Task: Extract each line from the entries below that has the string "true" in it.

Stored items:
====
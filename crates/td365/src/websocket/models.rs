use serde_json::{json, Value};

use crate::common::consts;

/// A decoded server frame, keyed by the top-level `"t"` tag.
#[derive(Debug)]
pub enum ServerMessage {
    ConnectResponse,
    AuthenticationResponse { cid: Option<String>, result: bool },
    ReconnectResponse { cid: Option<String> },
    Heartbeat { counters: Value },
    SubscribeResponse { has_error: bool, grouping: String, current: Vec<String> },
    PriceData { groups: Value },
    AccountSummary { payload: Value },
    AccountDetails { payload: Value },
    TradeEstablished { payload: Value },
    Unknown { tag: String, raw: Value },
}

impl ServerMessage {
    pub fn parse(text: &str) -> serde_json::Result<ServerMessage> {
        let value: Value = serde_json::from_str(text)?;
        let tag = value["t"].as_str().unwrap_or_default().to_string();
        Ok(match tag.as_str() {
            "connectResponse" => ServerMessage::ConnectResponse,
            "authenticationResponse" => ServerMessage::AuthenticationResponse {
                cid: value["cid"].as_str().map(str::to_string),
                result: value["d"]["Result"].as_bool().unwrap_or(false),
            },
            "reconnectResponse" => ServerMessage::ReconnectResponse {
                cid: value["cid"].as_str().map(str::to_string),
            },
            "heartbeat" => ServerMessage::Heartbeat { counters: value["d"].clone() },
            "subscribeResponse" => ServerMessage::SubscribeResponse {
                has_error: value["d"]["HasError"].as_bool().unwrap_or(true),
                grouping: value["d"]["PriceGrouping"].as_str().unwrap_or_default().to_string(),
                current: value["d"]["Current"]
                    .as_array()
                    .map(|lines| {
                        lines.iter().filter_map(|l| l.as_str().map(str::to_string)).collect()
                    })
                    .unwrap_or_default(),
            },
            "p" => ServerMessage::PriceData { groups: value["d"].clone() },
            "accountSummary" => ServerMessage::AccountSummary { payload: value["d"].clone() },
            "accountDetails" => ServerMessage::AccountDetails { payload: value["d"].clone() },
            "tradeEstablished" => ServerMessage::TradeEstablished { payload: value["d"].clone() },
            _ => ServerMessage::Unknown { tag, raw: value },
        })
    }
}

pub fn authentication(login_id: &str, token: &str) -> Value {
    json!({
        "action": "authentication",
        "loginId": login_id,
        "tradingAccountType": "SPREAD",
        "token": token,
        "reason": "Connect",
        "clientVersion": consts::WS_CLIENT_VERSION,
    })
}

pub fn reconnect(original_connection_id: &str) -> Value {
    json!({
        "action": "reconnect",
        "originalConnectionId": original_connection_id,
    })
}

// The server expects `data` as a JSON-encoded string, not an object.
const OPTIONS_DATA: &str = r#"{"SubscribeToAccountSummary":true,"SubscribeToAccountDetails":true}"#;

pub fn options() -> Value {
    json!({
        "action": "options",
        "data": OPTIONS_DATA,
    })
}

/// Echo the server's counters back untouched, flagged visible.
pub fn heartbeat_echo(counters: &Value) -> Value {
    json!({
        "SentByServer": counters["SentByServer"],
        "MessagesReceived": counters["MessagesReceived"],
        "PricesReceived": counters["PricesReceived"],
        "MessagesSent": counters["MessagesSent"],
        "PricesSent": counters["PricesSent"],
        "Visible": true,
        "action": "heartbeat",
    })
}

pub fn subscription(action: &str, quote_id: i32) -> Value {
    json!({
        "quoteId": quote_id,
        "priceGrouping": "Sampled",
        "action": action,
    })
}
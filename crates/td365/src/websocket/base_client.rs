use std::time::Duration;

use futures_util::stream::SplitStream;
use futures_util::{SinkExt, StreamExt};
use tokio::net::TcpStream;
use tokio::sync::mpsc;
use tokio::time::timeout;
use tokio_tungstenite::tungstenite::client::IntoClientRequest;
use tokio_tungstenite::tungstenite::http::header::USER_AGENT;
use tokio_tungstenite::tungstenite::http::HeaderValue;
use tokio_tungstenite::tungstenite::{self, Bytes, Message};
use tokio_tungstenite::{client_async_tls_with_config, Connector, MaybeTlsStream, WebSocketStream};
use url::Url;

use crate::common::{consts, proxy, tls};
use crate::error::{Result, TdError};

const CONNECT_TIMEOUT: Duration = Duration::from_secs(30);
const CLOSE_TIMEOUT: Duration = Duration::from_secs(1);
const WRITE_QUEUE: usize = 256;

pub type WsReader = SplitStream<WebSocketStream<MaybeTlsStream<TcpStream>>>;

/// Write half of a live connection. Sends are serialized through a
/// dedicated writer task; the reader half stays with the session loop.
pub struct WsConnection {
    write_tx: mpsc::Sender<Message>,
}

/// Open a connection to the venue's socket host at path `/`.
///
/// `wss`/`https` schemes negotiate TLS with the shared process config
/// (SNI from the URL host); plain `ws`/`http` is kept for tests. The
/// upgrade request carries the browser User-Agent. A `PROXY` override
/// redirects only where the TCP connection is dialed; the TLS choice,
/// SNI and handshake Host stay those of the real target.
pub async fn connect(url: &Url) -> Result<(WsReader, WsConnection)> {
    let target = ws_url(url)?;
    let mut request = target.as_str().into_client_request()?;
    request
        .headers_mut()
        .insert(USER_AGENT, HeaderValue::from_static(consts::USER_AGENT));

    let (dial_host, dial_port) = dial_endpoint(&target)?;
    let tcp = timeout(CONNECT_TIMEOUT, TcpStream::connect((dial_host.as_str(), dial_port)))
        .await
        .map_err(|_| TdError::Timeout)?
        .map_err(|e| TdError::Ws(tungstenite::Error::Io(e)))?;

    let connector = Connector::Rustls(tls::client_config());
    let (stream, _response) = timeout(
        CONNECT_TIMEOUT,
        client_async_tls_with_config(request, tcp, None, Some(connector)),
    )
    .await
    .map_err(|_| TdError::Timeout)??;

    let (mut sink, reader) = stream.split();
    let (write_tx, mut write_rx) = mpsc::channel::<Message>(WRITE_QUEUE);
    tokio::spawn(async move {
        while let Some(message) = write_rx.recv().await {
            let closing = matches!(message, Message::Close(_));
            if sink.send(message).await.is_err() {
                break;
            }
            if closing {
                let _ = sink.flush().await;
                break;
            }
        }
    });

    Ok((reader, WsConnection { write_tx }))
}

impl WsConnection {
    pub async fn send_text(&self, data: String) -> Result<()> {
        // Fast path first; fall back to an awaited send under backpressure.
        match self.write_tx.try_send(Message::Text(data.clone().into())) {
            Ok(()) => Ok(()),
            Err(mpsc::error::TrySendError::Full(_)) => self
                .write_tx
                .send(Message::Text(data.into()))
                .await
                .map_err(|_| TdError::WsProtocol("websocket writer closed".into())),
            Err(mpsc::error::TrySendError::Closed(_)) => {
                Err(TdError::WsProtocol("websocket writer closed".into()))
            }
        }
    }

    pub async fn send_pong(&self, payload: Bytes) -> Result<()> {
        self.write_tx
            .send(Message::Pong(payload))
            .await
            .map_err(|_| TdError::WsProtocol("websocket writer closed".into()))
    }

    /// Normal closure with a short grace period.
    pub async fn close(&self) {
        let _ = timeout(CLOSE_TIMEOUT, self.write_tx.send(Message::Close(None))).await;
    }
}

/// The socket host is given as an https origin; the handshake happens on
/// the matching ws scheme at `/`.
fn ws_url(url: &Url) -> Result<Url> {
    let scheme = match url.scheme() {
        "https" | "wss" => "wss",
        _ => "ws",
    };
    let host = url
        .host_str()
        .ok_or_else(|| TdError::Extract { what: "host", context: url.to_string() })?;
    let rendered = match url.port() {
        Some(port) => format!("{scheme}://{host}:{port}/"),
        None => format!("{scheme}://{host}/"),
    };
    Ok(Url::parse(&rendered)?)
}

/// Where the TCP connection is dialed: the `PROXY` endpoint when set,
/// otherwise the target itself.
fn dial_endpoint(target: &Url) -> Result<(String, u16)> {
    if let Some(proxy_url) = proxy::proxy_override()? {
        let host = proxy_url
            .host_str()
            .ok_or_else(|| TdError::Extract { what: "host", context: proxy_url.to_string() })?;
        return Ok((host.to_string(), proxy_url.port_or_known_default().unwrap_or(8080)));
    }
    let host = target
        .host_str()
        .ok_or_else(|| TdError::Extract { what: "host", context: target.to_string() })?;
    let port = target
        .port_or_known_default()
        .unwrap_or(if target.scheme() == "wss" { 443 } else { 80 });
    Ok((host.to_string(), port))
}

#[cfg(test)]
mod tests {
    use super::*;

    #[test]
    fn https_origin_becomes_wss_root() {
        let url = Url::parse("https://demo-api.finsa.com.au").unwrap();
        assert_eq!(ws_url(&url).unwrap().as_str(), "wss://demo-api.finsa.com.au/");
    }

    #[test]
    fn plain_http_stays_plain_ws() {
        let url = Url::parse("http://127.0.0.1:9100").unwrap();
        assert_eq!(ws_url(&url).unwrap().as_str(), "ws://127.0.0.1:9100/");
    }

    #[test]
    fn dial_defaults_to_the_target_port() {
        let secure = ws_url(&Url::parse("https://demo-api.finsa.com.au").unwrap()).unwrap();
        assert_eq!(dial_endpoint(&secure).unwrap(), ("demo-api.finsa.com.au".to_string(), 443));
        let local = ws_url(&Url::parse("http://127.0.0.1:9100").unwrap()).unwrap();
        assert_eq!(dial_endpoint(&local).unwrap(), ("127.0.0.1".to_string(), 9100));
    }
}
====
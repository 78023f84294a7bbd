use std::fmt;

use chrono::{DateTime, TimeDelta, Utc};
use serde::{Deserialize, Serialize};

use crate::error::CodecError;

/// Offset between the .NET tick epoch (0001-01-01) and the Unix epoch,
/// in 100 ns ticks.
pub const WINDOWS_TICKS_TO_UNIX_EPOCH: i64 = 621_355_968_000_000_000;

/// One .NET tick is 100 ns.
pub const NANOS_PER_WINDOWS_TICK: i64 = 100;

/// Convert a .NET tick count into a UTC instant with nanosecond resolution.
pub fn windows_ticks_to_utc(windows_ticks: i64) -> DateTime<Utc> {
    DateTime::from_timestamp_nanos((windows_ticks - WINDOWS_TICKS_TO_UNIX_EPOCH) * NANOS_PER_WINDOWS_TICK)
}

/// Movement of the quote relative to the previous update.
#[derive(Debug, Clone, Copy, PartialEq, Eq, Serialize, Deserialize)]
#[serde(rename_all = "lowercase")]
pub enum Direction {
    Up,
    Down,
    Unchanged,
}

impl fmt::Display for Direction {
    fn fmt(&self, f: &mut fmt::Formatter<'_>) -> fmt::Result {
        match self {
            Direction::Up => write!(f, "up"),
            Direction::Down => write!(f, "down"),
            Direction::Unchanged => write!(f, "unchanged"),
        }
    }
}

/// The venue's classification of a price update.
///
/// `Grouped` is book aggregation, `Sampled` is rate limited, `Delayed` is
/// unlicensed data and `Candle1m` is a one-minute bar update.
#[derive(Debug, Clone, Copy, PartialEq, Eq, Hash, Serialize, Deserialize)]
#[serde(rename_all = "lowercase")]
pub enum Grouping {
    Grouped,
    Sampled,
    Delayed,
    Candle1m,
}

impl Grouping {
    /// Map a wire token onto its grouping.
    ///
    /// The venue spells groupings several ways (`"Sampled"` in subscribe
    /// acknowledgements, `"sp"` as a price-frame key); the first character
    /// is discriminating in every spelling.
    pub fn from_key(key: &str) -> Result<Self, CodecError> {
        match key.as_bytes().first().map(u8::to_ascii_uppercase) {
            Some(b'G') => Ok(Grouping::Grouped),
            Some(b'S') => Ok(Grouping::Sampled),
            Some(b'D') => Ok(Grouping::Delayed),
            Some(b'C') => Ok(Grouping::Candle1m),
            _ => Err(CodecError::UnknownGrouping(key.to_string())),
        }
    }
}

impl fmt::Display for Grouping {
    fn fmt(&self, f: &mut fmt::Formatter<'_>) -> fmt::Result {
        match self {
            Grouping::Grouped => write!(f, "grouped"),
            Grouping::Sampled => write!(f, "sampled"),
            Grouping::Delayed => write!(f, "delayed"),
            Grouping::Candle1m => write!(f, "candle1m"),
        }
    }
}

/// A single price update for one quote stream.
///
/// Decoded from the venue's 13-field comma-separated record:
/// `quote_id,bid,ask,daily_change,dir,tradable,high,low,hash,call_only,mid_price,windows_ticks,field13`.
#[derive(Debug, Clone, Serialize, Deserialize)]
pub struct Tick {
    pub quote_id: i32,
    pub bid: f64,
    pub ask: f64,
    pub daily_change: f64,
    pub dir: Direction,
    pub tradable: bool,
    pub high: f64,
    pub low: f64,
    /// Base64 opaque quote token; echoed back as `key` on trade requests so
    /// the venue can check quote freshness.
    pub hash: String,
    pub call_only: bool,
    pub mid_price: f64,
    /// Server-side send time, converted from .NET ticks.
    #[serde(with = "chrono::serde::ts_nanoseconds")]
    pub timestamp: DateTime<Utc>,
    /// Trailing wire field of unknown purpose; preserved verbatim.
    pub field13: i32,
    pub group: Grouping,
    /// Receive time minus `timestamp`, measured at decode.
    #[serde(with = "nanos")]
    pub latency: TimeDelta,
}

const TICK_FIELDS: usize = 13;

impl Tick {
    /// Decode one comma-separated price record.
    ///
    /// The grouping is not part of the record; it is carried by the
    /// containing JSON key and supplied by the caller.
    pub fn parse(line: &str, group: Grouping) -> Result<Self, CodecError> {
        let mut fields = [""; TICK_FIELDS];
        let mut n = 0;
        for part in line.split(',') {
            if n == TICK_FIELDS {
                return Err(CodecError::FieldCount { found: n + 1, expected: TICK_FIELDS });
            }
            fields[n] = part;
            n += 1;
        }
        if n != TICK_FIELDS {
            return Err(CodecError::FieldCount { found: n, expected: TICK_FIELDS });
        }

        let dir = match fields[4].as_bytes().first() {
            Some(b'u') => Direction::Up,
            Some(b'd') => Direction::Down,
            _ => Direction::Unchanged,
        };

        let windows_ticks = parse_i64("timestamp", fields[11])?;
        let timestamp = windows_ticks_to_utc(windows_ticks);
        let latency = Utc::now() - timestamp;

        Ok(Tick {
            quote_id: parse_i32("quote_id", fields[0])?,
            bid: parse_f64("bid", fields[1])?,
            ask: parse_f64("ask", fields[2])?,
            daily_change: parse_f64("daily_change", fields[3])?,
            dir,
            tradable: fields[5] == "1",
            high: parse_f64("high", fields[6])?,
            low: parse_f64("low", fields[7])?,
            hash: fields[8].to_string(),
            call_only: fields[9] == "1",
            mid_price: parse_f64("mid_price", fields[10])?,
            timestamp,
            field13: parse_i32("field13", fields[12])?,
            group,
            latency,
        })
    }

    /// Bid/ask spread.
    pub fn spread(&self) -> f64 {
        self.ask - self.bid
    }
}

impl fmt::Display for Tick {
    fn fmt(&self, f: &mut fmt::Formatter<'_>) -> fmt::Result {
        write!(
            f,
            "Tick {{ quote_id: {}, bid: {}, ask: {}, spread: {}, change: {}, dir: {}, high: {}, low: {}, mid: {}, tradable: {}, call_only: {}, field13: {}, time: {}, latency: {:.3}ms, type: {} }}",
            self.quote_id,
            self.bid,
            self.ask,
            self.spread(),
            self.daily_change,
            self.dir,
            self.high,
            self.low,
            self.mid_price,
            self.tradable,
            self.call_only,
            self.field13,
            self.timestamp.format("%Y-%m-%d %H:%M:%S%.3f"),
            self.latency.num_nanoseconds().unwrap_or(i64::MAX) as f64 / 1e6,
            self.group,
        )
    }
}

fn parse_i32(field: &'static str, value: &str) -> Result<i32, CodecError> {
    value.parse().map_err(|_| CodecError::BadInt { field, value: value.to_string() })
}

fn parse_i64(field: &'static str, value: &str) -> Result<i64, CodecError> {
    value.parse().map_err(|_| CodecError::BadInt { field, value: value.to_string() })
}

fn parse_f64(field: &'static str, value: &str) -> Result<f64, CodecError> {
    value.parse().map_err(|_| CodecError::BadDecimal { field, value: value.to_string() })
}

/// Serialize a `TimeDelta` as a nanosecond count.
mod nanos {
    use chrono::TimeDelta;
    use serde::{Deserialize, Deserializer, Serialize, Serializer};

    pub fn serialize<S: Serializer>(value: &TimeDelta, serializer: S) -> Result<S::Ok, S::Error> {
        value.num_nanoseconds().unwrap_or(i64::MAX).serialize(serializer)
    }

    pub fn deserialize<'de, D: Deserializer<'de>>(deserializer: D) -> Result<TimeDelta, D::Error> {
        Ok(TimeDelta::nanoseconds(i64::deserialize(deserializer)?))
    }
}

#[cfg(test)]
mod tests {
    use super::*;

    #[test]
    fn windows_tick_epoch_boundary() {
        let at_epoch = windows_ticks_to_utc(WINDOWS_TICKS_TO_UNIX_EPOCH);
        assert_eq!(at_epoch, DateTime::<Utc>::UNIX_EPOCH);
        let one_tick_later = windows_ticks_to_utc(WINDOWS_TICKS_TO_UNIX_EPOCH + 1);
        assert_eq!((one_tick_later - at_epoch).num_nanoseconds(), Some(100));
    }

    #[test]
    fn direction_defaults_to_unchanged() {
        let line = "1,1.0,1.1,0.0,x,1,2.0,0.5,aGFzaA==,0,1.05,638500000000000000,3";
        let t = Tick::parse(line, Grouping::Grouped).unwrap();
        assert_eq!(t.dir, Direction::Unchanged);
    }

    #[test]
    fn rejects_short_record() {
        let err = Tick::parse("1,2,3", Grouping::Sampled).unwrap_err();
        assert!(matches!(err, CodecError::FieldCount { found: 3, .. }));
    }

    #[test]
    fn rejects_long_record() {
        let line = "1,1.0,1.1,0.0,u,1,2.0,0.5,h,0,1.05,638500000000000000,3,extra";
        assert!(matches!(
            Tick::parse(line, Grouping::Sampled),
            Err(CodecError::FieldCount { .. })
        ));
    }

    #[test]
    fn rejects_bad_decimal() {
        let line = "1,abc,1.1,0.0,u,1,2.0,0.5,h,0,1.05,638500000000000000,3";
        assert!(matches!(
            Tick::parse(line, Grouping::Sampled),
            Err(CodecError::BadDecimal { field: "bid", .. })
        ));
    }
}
====
Solved exercise:
                has_error: value["d"]["HasError"].as_bool().unwrap_or(true),
const OPTIONS_DATA: &str = r#"{"SubscribeToAccountSummary":true,"SubscribeToAccountDetails":true}"#;
        "Visible": true,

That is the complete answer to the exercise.